Exercise requirements: Look through the data below and work out how many lines hold "DecodeError"; state only the number.
━━ Dataset excerpts ━━
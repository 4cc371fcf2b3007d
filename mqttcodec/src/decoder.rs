//! Per-connection decode driver.
//!
//! [`Decoder`] owns everything a connection needs to turn inbound bytes into
//! packets: the dispatch table for its protocol version, the negotiated
//! restrictions and the inbound topic alias table. Every frame is decoded in
//! one fault scope. A fault discards the frame, produces the DISCONNECT to
//! send and terminates decoding for the rest of the connection.

use std::mem;

use bytes::BytesMut;
use tracing::{debug, trace, warn};

use crate::config::DecoderConfig;
use crate::dispatch::{DecodeContext, DispatchError, Dispatcher};
use crate::error::DecodeError;
use crate::frame::{read_fixed_header, split_frame};
use crate::packet::{Disconnect, Packet};
use crate::reason::{ConnAckReasonCode, DisconnectReasonCode};
use crate::restrictions::ConnAckRestrictions;
use crate::topic::TopicAliasTable;
use crate::types::{FixedHeader, MqttString};

/// Where the decoder is in the current frame.
#[derive(Debug, Clone, Copy, PartialEq, Eq)]
pub enum DecoderState {
    /// Fewer bytes than the fixed header needs.
    AwaitingHeader,
    /// Header known, body not complete yet.
    AwaitingBody,
    /// A complete frame is being decoded.
    Decoding,
    /// The last frame produced a packet.
    Emitted,
    /// A fault terminated the connection. Terminal.
    Faulted,
}

/// A decode fault and the DISCONNECT it produced.
#[derive(Debug, Clone, PartialEq, Eq, thiserror::Error)]
#[error("{error}")]
pub struct Fault {
    pub error: DecodeError,
    /// DISCONNECT to send before closing the connection.
    pub disconnect: Disconnect,
}

impl Fault {
    pub fn reason_code(&self) -> DisconnectReasonCode {
        self.error.reason_code
    }
}

/// Output of one [`Decoder::feed`] call.
#[derive(Debug, Clone, Default, PartialEq)]
pub struct Feed {
    /// Packets decoded from the input, in wire order.
    pub packets: Vec<Packet>,
    /// Set when the input ended in a fault.
    pub disconnect: Option<Disconnect>,
}

/// Incremental decoder for one client connection.
pub struct Decoder {
    config: DecoderConfig,
    dispatcher: Dispatcher,
    context: DecodeContext,
    state: DecoderState,
    fault: Option<Fault>,
    buf: BytesMut,
}

impl Decoder {
    pub fn new(config: DecoderConfig) -> Self {
        let context = DecodeContext {
            restrictions: config.restrictions.clone(),
            server_restrictions: None,
            topic_aliases: TopicAliasTable::new(config.restrictions.topic_alias_maximum),
            validate_payload_format: config.validate_payload_format,
        };
        Self {
            dispatcher: Dispatcher::new(config.protocol_version),
            config,
            context,
            state: DecoderState::AwaitingHeader,
            fault: None,
            buf: BytesMut::new(),
        }
    }

    pub fn config(&self) -> &DecoderConfig {
        &self.config
    }

    pub fn state(&self) -> DecoderState {
        self.state
    }

    /// Whether a fault has ended decoding on this connection.
    pub fn is_terminated(&self) -> bool {
        self.state == DecoderState::Faulted
    }

    /// The fault that terminated the connection, if any.
    pub fn fault(&self) -> Option<&Fault> {
        self.fault.as_ref()
    }

    /// Restrictions from the last successful CONNACK.
    pub fn server_restrictions(&self) -> Option<&ConnAckRestrictions> {
        self.context.server_restrictions.as_ref()
    }

    pub fn topic_aliases(&self) -> &TopicAliasTable {
        &self.context.topic_aliases
    }

    /// Bytes held by [`feed`](Self::feed) that do not form a packet yet.
    pub fn buffered(&self) -> usize {
        self.buf.len()
    }

    /// Decode at most one packet from the front of `src`.
    ///
    /// Returns `Ok(None)` when more bytes are needed; nothing is consumed in
    /// that case. A complete frame is split off `src` before it is decoded.
    /// On a fault the rest of `src` is dropped as well, and later calls
    /// discard their input.
    pub fn decode(&mut self, src: &mut BytesMut) -> Result<Option<Packet>, Fault> {
        if self.is_terminated() {
            if !src.is_empty() {
                warn!("Discarding {} bytes received after decode fault", src.len());
                src.clear();
            }
            return Ok(None);
        }

        let header = match read_fixed_header(src) {
            Ok(Some(header)) => header,
            Ok(None) => {
                self.state = DecoderState::AwaitingHeader;
                return Ok(None);
            }
            Err(e) => {
                let message = e.message.clone();
                return Err(self.fail(e, message, src));
            }
        };

        let maximum = self.context.restrictions.maximum_packet_size as usize;
        if header.frame_length() > maximum {
            let message = "incoming packet exceeded maximum packet size";
            let error = DecodeError::new(DisconnectReasonCode::PacketTooLarge, message);
            return Err(self.fail(error, message.to_owned(), src));
        }

        let Some(frame) = split_frame(src, header) else {
            self.state = DecoderState::AwaitingBody;
            return Ok(None);
        };

        self.state = DecoderState::Decoding;
        match self.dispatcher.decode(&frame.header, frame.body, &self.context) {
            Ok(packet) => {
                trace!("Decoded {} ({} bytes)", packet.packet_type(), header.frame_length());
                self.commit(&packet);
                self.state = DecoderState::Emitted;
                Ok(Some(packet))
            }
            Err(DispatchError::Unexpected(e)) => {
                let message = e.message.clone();
                Err(self.fail(e, message, src))
            }
            Err(DispatchError::Decode(e)) => {
                let message = format!("Exception while decoding {}: {}", type_name(&header), e.message);
                Err(self.fail(e, message, src))
            }
        }
    }

    /// Append `data` and decode every complete packet it finishes.
    ///
    /// Incomplete trailing bytes stay buffered for the next call.
    pub fn feed(&mut self, data: &[u8]) -> Feed {
        let mut buf = mem::take(&mut self.buf);
        buf.extend_from_slice(data);

        let mut feed = Feed::default();
        loop {
            match self.decode(&mut buf) {
                Ok(Some(packet)) => feed.packets.push(packet),
                Ok(None) => break,
                Err(fault) => {
                    feed.disconnect = Some(fault.disconnect);
                    break;
                }
            }
        }

        self.buf = buf;
        feed
    }

    /// Apply the connection state changes carried by an accepted packet.
    fn commit(&mut self, packet: &Packet) {
        match packet {
            Packet::Publish(publish) => {
                if let Some(alias) = publish.topic_alias.filter(|alias| alias.new_mapping) {
                    self.context.topic_aliases.set(alias.alias, publish.message.topic.clone());
                }
            }
            Packet::ConnAck(connack) if connack.reason_code == ConnAckReasonCode::Success => {
                self.context.server_restrictions = Some(connack.restrictions.clone());
            }
            _ => {}
        }
    }

    fn fail(&mut self, error: DecodeError, reason_string: String, src: &mut BytesMut) -> Fault {
        debug!("Decode fault: {:?}: {}", error.reason_code, error.message);

        let mut disconnect = Disconnect::new(error.reason_code);
        if self.config.send_reason_string {
            if let Some(reason_string) = MqttString::new(reason_string) {
                disconnect = disconnect.with_reason_string(reason_string);
            }
        }

        src.clear();
        self.state = DecoderState::Faulted;
        let fault = Fault { error, disconnect };
        self.fault = Some(fault.clone());
        fault
    }
}

fn type_name(header: &FixedHeader) -> String {
    match header.packet_type() {
        Some(packet_type) => packet_type.to_string(),
        None => header.type_code.to_string(),
    }
}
━━━
Answer box: 4